> Task to carry out: Work out how many lines in the entries below contain the string "struct". Reply with that figure alone.

> Input data:
━━━━━━━━━━

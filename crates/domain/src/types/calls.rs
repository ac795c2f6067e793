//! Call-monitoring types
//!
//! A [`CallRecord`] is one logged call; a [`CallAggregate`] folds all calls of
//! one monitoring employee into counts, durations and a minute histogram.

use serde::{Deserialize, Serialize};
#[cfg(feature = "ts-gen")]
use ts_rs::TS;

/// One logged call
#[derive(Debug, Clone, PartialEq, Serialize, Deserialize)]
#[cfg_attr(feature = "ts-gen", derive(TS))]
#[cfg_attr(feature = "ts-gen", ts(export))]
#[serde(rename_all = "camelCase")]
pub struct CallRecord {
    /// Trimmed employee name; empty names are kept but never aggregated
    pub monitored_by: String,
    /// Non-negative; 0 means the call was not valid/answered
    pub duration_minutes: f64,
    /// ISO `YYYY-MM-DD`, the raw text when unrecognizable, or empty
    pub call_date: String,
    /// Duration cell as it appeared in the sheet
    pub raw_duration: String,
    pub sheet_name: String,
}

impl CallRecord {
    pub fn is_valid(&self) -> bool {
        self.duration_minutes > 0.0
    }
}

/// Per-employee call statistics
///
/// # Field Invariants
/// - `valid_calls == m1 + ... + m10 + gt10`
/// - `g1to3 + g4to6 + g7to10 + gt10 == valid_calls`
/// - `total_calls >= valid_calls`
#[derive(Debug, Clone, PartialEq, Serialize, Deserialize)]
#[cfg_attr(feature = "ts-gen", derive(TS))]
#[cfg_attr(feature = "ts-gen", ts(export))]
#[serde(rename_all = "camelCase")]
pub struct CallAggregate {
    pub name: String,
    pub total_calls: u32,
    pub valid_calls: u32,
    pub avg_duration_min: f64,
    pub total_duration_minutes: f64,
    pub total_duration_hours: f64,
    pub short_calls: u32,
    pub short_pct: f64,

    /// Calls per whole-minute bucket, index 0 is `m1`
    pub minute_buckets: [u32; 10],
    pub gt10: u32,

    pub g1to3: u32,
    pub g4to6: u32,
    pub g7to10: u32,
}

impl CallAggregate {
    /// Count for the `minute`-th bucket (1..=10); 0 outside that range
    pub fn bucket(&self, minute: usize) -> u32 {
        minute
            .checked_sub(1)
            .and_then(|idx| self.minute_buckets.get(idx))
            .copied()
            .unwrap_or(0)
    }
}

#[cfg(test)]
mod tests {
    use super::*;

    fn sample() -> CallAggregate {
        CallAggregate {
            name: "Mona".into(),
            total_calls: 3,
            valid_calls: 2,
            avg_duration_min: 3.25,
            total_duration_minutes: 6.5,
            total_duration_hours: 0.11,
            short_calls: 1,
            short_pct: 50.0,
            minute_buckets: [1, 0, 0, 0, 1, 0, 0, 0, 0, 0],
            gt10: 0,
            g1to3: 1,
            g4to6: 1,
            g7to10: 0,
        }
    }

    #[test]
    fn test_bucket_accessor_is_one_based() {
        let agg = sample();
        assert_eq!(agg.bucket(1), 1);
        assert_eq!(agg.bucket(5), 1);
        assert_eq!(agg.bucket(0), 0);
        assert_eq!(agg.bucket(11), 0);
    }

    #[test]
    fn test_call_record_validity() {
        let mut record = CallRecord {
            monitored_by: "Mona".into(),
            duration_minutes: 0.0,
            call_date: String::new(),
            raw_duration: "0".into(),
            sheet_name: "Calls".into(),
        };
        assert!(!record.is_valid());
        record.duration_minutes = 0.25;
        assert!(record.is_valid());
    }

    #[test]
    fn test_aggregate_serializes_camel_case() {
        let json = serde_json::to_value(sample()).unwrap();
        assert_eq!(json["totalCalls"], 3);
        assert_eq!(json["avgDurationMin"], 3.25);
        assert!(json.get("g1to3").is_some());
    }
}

━━━━━━━━━━

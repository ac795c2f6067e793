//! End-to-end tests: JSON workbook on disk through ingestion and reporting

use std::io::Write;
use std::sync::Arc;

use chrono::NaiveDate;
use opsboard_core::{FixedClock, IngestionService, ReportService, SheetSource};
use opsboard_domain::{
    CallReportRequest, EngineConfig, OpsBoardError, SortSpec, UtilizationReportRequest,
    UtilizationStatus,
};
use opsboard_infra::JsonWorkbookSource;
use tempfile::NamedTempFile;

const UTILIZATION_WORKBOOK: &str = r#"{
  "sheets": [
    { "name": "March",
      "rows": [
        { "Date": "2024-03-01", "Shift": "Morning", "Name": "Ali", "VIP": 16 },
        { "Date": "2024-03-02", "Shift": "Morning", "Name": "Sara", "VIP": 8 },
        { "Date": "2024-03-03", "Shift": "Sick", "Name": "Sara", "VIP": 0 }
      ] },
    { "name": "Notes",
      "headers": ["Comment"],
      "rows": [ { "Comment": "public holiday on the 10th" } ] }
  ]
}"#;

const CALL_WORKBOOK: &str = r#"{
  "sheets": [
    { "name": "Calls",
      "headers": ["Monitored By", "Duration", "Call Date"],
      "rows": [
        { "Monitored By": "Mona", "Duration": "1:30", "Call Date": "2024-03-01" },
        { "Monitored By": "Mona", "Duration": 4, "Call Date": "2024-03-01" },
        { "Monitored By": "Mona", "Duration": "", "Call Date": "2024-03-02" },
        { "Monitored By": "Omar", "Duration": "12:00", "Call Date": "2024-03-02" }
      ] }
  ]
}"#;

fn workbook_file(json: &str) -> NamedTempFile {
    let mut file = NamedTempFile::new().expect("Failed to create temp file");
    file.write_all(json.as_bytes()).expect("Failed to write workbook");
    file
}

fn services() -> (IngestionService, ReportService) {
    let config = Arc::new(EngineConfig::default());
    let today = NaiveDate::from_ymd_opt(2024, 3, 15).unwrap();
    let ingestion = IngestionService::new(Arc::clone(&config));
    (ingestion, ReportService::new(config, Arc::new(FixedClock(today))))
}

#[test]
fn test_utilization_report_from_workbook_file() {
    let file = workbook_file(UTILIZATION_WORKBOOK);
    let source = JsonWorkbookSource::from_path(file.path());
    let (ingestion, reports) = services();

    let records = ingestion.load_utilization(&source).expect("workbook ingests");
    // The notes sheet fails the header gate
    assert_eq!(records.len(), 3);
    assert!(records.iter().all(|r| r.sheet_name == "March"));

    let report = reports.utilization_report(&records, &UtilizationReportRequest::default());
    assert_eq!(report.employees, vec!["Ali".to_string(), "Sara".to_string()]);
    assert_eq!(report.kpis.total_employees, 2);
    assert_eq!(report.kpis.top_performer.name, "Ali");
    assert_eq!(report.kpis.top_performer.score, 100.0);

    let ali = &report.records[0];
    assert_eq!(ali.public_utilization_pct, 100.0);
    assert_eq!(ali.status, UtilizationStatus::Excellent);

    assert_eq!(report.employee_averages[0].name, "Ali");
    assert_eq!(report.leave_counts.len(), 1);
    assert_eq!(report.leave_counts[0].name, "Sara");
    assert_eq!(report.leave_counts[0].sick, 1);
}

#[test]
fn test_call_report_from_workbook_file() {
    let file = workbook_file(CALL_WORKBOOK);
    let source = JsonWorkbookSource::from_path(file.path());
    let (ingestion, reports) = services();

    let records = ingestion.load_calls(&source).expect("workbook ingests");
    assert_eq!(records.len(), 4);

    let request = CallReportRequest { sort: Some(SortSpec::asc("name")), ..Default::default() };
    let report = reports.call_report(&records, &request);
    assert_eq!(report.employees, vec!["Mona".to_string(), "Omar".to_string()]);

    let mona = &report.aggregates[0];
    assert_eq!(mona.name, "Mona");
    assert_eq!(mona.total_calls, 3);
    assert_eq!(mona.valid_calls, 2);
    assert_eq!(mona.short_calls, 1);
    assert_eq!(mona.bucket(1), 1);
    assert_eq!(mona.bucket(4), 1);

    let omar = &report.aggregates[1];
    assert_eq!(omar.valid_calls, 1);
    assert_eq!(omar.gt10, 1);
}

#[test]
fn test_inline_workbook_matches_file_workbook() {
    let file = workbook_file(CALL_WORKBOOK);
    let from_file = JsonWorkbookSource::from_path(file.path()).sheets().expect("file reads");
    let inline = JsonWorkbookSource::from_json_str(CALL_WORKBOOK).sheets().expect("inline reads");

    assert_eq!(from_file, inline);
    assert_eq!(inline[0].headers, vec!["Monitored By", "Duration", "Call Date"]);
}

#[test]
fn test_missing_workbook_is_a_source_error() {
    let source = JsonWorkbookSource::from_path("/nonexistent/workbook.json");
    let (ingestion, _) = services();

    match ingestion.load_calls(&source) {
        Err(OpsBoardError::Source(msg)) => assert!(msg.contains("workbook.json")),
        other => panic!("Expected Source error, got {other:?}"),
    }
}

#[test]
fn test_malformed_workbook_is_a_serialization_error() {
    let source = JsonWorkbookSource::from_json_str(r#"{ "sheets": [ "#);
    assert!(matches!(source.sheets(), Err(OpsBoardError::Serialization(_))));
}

━━━━━━━━━━

> Solution to this problem: 2